La falta de cultura de Defensa de la clase política extremeña es abrumadora. Rara vez se hacen declaraciones públicas, y cuando se hacen, normalmente con motivo de alguna celebración o de alguna audiencia entre autoridades, la falta de conocimientos es notoria.
Esa falta de cultura de Defensa se aprecia también, ¡y cuánto! en las relaciones institucionales ordinarias, en las que el protocolo es lo único que más acertadamente se lleva. Pero en cuanto a competencias y relaciones entre administraciones, el desconocimiento mutuo es evidente.
Y si los dirigentes políticos son ignaros en la materia, ¿cómo explicarán a los ciudadanos el despliegue en Afganistán? O como hace el PP, con qué facilidad, sin saber a lo que realmente se refieren ellos mismos, tratan de convencer a los ciudadanos que España está en guerra. Claro, que para que haya una guerra no explican contra quién estaría España en guerra, ni explican que la presencia española en Afganistán es dentro de una misión de la OTAN en cumplimiento de una resolución de la ONU, por cierto, prorrogada hoy mismo.

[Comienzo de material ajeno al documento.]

//! Tunable constants of the analysis pipeline.
//!
//! Every knob has a default that works for 640x480-ish camera frames and can
//! be overridden with a `QR_*` environment variable through
//! [`AnalysisConfig::from_env`].

use crate::error::{AnalysisError, Result};
use serde::{Deserialize, Serialize};

/// Byte order of the color channels in a 4-byte pixel
#[derive(Debug, Clone, Copy, PartialEq, Eq, Default, Serialize, Deserialize)]
#[serde(rename_all = "lowercase")]
pub enum ChannelOrder {
    /// Red, green, blue, alpha (desktop captures, decoded image files)
    #[default]
    Rgba,
    /// Blue, green, red, alpha (typical mobile video capture)
    Bgra,
}

impl ChannelOrder {
    /// Byte offsets of red, green and blue inside one pixel
    pub fn offsets(self) -> (usize, usize, usize) {
        match self {
            ChannelOrder::Rgba => (0, 1, 2),
            ChannelOrder::Bgra => (2, 1, 0),
        }
    }
}

/// How three color channels collapse into one luminance sample
#[derive(Debug, Clone, Copy, PartialEq, Eq, Default, Serialize, Deserialize)]
#[serde(rename_all = "lowercase")]
pub enum LuminanceModel {
    /// `r + g + b`
    #[default]
    Crude,
    /// Rec. 709 weights scaled to the same `0..=765` range
    Perceptual,
}

/// Configuration for one [`Analyzer`](crate::Analyzer)
#[derive(Debug, Clone, PartialEq, Serialize, Deserialize)]
#[serde(default)]
pub struct AnalysisConfig {
    /// Byte layout of input pixels
    pub channel_order: ChannelOrder,
    /// Pixel to luminance conversion
    pub luminance_model: LuminanceModel,
    /// Smallest QR region side, in frame pixels
    pub min_qr_size: usize,
    /// Largest QR region side, in frame pixels
    pub max_qr_size: usize,
    /// Radius of the darkest-neighbour (minimum) filter feeding region density
    pub dilation_radius: usize,
    /// Radius of the box blur feeding variegation
    pub blur_radius: usize,
    /// Section grid cells along each axis
    pub section_units: usize,
    /// Finder candidates scoring below this are dropped
    pub finder_min_confidence: f32,
    /// QR regions scoring below this are dropped
    pub region_min_confidence: f32,
    /// Fraction of pixels at or below the very-very-dark threshold
    pub very_very_dark_fraction: f64,
    /// Smallest finder side (one pixel per module)
    pub finder_min_side: usize,
    /// Allowed deviation of a finder's aspect ratio from 1
    pub finder_aspect_tolerance: f32,
    /// Shortest downslope counted by the sectioner
    pub downslope_min_width: usize,
    /// Sections at or above this variegation get their own threshold
    pub variegation_floor: f64,
}

impl Default for AnalysisConfig {
    fn default() -> Self {
        Self {
            channel_order: ChannelOrder::Rgba,
            luminance_model: LuminanceModel::Crude,
            min_qr_size: 40,
            max_qr_size: 300,
            dilation_radius: 1,
            blur_radius: 1,
            section_units: 8,
            finder_min_confidence: 0.35,
            region_min_confidence: 0.2,
            very_very_dark_fraction: 0.005,
            finder_min_side: 7,
            finder_aspect_tolerance: 0.35,
            downslope_min_width: 2,
            variegation_floor: 0.5,
        }
    }
}

fn parse_env<T: std::str::FromStr>(name: &str, default: T) -> T {
    std::env::var(name)
        .ok()
        .and_then(|v| v.trim().parse::<T>().ok())
        .unwrap_or(default)
}

impl AnalysisConfig {
    /// Defaults overlaid with `QR_*` environment variables
    pub fn from_env() -> Self {
        let base = Self::default();
        let channel_order = match std::env::var("QR_CHANNEL_ORDER") {
            Ok(v) if v.trim().eq_ignore_ascii_case("bgra") => ChannelOrder::Bgra,
            Ok(v) if v.trim().eq_ignore_ascii_case("rgba") => ChannelOrder::Rgba,
            _ => base.channel_order,
        };
        let luminance_model = match std::env::var("QR_LUMINANCE") {
            Ok(v) if v.trim().eq_ignore_ascii_case("perceptual") => LuminanceModel::Perceptual,
            Ok(v) if v.trim().eq_ignore_ascii_case("crude") => LuminanceModel::Crude,
            _ => base.luminance_model,
        };
        Self {
            channel_order,
            luminance_model,
            min_qr_size: parse_env("QR_MIN_SIZE", base.min_qr_size),
            max_qr_size: parse_env("QR_MAX_SIZE", base.max_qr_size),
            dilation_radius: parse_env("QR_DILATION_RADIUS", base.dilation_radius).min(16),
            blur_radius: parse_env("QR_BLUR_RADIUS", base.blur_radius).min(16),
            section_units: parse_env("QR_SECTION_UNITS", base.section_units).clamp(1, 64),
            finder_min_confidence: parse_env("QR_FINDER_MIN_CONFIDENCE", base.finder_min_confidence),
            region_min_confidence: parse_env("QR_REGION_MIN_CONFIDENCE", base.region_min_confidence),
            very_very_dark_fraction: parse_env("QR_VVD_FRACTION", base.very_very_dark_fraction),
            finder_min_side: parse_env("QR_FINDER_MIN_SIDE", base.finder_min_side),
            finder_aspect_tolerance: parse_env(
                "QR_FINDER_ASPECT_TOLERANCE",
                base.finder_aspect_tolerance,
            ),
            downslope_min_width: parse_env("QR_DOWNSLOPE_MIN_WIDTH", base.downslope_min_width),
            variegation_floor: parse_env("QR_VARIEGATION_FLOOR", base.variegation_floor),
        }
    }

    /// Largest finder side worth considering: a version 1 code at `max_qr_size`
    pub fn finder_max_side(&self) -> usize {
        (self.max_qr_size * 7).div_ceil(21)
    }

    /// Reject contradictory settings
    pub fn validate(&self) -> Result<()> {
        if self.min_qr_size > self.max_qr_size {
            return Err(AnalysisError::InvalidConfig(format!(
                "min_qr_size {} exceeds max_qr_size {}",
                self.min_qr_size, self.max_qr_size
            )));
        }
        if self.section_units == 0 {
            return Err(AnalysisError::InvalidConfig("section_units must be positive".into()));
        }
        if !(0.0..=1.0).contains(&self.very_very_dark_fraction) {
            return Err(AnalysisError::InvalidConfig(format!(
                "very_very_dark_fraction {} outside [0, 1]",
                self.very_very_dark_fraction
            )));
        }
        for (name, value) in [
            ("finder_min_confidence", self.finder_min_confidence),
            ("region_min_confidence", self.region_min_confidence),
            ("finder_aspect_tolerance", self.finder_aspect_tolerance),
        ] {
            if !(0.0..=1.0).contains(&value) {
                return Err(AnalysisError::InvalidConfig(format!("{name} {value} outside [0, 1]")));
            }
        }
        if self.finder_min_side == 0 || self.finder_min_side > self.finder_max_side() {
            return Err(AnalysisError::InvalidConfig(format!(
                "finder_min_side {} outside 1..={}",
                self.finder_min_side,
                self.finder_max_side()
            )));
        }
        Ok(())
    }
}
use super::Rect;
use serde::Serialize;

/// One cell of the grid laid over a frame
#[derive(Debug, Clone, PartialEq, Serialize)]
pub struct Section {
    /// Left column
    pub x: usize,
    /// Top row
    pub y: usize,
    /// Width in pixels
    pub w: usize,
    /// Height in pixels
    pub h: usize,
    /// Mean luminance, rounded half up
    pub mean_luminance: u16,
    /// Qualifying downslopes per row, a rough texture measure
    pub variegation: f64,
    /// Dark/light threshold to use inside this cell
    pub threshold: u16,
}

impl Section {
    /// Cell area as a rectangle
    pub fn rect(&self) -> Rect {
        Rect::new(self.x, self.y, self.w, self.h)
    }
}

Entre los dirigentes que no saben de qué van los asuntos de la Defensa y no pueden explicarlo, y los que, con el mismo grado de desconocimiento solamente repiten como loros los argumentarios que les mandan, los ciudadanos terminan recurriendo a lo más fácil (no lo más sencillo) y pensando y diciendo que España está en guerra porque un cabo, el Cabo Cabello Santana, ha muerto en Afganistán.
El Cabo Cabello Santana ha muerto en Afganistán en el cumplimiento de una misión aprobada por la ONU y encomendada a la OTAN, y lo primero que hay que explicar, lo primero, es que la ONU no declara la guerra a ningún país, a ningún territorio, a ninguna etnia.
Vale.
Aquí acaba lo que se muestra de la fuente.